[Dataset entries]
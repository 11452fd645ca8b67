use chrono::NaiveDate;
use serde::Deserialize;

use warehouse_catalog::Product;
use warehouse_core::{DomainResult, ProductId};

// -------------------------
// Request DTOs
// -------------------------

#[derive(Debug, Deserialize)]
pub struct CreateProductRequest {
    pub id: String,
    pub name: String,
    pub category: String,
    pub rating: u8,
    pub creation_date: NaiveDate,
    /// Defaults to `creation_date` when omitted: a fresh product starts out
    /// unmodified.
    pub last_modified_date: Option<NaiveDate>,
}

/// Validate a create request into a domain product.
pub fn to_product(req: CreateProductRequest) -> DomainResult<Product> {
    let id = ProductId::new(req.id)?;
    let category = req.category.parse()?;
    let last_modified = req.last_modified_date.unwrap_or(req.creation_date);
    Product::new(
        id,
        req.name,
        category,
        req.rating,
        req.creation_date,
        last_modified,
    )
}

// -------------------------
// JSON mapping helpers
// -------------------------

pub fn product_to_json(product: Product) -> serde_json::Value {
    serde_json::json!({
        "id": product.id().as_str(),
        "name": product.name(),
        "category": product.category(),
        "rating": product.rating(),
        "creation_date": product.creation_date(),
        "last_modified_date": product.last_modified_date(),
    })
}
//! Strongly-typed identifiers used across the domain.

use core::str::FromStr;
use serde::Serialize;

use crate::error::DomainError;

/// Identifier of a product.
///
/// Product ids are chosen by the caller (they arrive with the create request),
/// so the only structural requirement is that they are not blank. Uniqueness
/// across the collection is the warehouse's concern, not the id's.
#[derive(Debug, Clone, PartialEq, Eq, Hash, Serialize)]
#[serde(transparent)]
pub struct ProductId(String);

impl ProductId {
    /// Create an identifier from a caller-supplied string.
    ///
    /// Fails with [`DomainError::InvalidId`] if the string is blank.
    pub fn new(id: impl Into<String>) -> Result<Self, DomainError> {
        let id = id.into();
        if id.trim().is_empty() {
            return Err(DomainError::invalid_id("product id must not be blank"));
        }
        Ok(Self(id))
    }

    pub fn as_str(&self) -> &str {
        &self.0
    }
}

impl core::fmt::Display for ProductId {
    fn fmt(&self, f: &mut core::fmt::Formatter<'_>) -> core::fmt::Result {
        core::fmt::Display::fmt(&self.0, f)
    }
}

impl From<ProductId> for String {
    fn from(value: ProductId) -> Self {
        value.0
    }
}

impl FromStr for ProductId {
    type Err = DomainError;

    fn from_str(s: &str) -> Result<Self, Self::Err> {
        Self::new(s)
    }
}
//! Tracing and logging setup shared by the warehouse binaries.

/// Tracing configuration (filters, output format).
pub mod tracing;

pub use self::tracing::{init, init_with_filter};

==

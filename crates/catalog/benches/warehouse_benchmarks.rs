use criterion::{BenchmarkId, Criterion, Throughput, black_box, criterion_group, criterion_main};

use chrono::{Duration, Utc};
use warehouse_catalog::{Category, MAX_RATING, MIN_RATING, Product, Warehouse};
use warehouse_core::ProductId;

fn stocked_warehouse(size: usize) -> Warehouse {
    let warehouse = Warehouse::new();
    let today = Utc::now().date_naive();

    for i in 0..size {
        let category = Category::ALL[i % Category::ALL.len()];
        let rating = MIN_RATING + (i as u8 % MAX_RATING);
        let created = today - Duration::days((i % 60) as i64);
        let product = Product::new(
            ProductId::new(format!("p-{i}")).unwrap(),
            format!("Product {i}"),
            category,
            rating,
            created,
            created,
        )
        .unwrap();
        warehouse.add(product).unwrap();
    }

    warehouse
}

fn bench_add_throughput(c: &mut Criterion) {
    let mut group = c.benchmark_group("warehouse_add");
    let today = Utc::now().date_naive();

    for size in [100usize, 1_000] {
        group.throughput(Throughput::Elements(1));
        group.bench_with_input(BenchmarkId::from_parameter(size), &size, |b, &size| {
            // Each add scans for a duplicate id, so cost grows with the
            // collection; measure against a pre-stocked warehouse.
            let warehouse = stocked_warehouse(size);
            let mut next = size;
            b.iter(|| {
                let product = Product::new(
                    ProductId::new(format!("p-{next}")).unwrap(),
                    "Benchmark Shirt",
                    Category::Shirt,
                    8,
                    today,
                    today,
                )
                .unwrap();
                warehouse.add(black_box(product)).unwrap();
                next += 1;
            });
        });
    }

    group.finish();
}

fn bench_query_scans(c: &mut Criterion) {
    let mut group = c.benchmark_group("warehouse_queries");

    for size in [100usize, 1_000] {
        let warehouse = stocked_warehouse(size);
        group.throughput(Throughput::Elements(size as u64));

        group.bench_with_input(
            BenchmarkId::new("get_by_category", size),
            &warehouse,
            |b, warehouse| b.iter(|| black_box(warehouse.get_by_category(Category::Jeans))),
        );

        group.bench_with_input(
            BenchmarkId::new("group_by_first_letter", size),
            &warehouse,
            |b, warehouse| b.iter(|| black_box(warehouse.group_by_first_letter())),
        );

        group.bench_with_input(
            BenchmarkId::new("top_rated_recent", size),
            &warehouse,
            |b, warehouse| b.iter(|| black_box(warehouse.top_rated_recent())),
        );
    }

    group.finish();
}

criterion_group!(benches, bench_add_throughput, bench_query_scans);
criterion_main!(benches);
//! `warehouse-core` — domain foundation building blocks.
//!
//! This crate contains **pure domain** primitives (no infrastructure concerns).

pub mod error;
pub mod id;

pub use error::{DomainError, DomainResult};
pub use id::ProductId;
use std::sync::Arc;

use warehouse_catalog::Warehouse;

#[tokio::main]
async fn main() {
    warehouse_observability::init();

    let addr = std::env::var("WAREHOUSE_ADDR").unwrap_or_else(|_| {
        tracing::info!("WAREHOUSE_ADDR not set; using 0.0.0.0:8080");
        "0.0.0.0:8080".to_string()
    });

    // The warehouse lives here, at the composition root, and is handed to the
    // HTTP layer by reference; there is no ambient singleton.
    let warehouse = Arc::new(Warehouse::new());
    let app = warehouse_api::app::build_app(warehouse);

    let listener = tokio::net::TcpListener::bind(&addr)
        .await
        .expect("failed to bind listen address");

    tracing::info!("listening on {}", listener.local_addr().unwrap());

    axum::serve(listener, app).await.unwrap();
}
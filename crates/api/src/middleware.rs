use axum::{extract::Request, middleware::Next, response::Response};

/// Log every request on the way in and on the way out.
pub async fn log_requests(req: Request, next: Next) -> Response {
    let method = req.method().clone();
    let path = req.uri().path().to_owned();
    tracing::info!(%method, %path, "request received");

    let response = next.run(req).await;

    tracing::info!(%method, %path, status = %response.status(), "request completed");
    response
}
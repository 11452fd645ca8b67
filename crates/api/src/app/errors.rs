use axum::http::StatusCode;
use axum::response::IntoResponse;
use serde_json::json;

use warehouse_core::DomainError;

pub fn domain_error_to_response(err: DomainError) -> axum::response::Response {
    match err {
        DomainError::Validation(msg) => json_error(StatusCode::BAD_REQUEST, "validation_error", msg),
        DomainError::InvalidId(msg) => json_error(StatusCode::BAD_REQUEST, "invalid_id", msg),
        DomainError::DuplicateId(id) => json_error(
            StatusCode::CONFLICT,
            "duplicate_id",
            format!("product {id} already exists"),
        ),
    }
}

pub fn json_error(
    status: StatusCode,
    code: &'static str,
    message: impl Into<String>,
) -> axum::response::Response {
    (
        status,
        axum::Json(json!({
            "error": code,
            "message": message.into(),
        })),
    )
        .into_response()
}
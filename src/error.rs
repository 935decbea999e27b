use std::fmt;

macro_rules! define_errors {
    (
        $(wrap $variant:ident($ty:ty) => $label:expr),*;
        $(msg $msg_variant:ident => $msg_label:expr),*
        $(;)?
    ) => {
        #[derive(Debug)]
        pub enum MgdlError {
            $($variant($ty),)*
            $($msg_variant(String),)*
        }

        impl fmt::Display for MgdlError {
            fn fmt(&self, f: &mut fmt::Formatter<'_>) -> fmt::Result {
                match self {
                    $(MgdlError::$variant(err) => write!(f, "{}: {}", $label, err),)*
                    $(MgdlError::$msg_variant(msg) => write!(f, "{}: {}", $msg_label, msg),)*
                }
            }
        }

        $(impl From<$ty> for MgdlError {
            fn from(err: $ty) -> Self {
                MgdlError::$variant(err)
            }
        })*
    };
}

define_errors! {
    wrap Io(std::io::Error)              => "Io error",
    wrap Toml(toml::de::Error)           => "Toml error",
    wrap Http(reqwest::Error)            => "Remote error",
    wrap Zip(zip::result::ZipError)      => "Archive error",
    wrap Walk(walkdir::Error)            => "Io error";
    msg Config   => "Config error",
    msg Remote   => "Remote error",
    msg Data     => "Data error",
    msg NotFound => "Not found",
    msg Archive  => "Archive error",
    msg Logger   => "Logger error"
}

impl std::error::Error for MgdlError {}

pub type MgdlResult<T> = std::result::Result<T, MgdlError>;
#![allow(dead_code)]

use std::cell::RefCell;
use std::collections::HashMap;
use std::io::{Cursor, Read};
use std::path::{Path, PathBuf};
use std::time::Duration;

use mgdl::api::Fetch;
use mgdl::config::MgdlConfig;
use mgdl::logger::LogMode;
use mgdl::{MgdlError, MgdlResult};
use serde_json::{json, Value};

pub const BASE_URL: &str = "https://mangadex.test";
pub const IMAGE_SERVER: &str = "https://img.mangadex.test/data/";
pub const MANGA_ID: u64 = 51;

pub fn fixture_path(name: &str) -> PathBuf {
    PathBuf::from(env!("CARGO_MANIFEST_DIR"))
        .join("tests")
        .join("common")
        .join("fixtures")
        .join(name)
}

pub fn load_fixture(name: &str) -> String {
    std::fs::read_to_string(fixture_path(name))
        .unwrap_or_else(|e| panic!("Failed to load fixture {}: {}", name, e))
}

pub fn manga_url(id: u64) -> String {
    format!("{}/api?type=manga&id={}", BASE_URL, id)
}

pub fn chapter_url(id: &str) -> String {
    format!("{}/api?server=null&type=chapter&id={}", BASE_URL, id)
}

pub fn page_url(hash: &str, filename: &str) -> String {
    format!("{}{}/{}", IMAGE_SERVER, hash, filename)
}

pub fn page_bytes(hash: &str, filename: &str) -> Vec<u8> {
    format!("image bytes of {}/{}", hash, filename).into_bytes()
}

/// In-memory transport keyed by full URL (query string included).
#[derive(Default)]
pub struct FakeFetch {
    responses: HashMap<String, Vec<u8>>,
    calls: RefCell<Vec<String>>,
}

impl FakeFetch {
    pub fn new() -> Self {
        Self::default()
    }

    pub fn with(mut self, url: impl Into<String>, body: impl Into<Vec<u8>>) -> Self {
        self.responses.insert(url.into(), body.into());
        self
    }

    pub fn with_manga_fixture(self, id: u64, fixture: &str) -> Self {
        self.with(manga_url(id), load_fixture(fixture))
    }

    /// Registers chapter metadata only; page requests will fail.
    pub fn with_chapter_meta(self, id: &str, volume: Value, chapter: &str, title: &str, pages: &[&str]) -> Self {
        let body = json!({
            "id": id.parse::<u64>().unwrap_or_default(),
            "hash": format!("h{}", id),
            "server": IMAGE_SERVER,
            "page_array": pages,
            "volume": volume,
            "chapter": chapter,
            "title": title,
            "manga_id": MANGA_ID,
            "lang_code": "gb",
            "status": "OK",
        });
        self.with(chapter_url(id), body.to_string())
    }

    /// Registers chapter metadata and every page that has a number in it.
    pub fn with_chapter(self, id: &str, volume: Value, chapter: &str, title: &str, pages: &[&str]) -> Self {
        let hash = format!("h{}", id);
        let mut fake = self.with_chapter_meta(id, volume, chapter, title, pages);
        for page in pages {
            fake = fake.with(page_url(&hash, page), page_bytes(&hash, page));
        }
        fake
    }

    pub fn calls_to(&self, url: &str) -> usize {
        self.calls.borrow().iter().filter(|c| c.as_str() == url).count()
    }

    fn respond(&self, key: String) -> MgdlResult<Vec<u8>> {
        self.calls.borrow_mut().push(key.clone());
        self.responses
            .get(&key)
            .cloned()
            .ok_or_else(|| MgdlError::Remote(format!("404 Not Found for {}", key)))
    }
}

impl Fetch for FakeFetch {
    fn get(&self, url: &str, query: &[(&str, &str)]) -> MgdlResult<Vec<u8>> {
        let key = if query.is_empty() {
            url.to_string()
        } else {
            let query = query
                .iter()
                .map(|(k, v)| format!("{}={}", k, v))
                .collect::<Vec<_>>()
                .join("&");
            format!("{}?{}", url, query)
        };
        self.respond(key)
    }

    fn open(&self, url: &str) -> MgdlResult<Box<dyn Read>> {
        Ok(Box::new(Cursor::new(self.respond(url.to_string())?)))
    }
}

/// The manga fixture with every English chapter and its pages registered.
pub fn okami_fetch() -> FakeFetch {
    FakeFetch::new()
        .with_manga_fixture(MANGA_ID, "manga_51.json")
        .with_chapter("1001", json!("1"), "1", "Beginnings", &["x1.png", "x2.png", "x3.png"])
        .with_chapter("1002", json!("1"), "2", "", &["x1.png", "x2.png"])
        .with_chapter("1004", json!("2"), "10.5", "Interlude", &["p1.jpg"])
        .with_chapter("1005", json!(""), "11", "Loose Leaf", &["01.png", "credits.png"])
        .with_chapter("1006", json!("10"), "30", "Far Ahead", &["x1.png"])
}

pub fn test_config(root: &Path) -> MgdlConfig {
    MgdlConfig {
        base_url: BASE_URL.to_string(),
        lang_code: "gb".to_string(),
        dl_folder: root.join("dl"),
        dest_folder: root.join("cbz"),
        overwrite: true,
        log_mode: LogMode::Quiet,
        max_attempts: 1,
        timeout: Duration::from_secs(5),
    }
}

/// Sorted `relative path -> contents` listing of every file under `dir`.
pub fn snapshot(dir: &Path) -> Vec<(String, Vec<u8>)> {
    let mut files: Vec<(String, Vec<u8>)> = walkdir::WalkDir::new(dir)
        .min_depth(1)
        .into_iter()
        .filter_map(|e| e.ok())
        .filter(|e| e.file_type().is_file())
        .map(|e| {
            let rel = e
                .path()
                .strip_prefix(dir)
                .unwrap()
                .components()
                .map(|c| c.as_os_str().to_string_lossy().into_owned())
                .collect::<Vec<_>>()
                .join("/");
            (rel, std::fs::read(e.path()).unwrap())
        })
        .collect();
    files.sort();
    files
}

...

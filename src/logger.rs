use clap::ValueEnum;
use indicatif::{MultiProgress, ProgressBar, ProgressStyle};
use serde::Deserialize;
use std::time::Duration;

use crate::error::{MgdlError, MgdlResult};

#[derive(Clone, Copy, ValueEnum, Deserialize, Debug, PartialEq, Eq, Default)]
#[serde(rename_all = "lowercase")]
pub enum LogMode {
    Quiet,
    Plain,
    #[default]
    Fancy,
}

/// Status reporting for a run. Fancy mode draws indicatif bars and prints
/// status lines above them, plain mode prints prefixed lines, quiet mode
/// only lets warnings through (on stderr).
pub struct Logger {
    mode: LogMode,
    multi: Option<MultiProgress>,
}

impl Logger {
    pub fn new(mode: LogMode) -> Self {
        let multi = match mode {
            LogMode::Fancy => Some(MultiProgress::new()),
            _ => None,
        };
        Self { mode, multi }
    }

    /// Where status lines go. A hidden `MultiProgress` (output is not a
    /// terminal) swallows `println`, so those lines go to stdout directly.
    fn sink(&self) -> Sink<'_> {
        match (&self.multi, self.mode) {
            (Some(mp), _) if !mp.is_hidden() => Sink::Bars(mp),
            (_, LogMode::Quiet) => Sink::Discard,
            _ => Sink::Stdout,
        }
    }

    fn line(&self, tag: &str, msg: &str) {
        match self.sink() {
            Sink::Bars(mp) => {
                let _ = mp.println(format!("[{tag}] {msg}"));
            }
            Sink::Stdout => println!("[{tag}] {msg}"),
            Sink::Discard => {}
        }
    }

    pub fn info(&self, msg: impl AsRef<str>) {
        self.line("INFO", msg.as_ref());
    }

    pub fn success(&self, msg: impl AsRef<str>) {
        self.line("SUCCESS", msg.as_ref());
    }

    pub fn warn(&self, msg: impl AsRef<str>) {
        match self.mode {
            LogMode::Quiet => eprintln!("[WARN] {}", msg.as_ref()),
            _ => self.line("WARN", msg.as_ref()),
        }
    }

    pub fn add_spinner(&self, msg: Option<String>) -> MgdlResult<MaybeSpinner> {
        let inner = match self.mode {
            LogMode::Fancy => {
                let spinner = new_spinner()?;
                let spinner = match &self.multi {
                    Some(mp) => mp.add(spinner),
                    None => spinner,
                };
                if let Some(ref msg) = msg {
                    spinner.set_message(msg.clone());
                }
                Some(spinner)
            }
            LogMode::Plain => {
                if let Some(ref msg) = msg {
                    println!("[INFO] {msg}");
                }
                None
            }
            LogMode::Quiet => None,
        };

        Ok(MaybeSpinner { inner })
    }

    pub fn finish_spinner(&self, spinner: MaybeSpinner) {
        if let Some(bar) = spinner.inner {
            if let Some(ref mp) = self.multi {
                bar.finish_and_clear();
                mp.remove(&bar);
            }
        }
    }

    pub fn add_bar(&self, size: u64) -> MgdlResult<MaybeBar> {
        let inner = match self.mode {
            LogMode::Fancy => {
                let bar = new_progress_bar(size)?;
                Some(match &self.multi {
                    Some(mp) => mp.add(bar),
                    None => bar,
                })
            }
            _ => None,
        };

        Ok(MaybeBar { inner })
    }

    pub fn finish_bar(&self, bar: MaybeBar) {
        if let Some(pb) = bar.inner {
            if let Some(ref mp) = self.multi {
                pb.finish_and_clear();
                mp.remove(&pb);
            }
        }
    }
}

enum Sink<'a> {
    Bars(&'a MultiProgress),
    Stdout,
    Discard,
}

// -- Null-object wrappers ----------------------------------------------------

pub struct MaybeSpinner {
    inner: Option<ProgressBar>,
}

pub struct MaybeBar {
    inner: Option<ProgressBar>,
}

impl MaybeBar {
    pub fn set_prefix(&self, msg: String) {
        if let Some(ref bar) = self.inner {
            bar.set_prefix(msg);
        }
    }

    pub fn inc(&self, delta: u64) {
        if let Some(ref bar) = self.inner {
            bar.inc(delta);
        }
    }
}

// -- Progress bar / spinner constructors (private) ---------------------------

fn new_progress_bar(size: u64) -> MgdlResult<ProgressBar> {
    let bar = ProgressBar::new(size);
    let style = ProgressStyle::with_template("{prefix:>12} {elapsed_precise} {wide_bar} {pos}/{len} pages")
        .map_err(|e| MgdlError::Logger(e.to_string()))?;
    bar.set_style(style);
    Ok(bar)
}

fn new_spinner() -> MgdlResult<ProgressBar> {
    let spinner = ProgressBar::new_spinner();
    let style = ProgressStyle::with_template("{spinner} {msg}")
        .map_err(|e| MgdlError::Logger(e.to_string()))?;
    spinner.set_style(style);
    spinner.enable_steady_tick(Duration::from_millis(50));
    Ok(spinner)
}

About this exercise
What lines of the preceding data include the string "PartialEq"? Pull them out.

Solved exercise
#[derive(Debug, Clone, PartialEq, Eq, Hash, Serialize)]
#[derive(Clone, Copy, ValueEnum, Deserialize, Debug, PartialEq, Eq, Default)]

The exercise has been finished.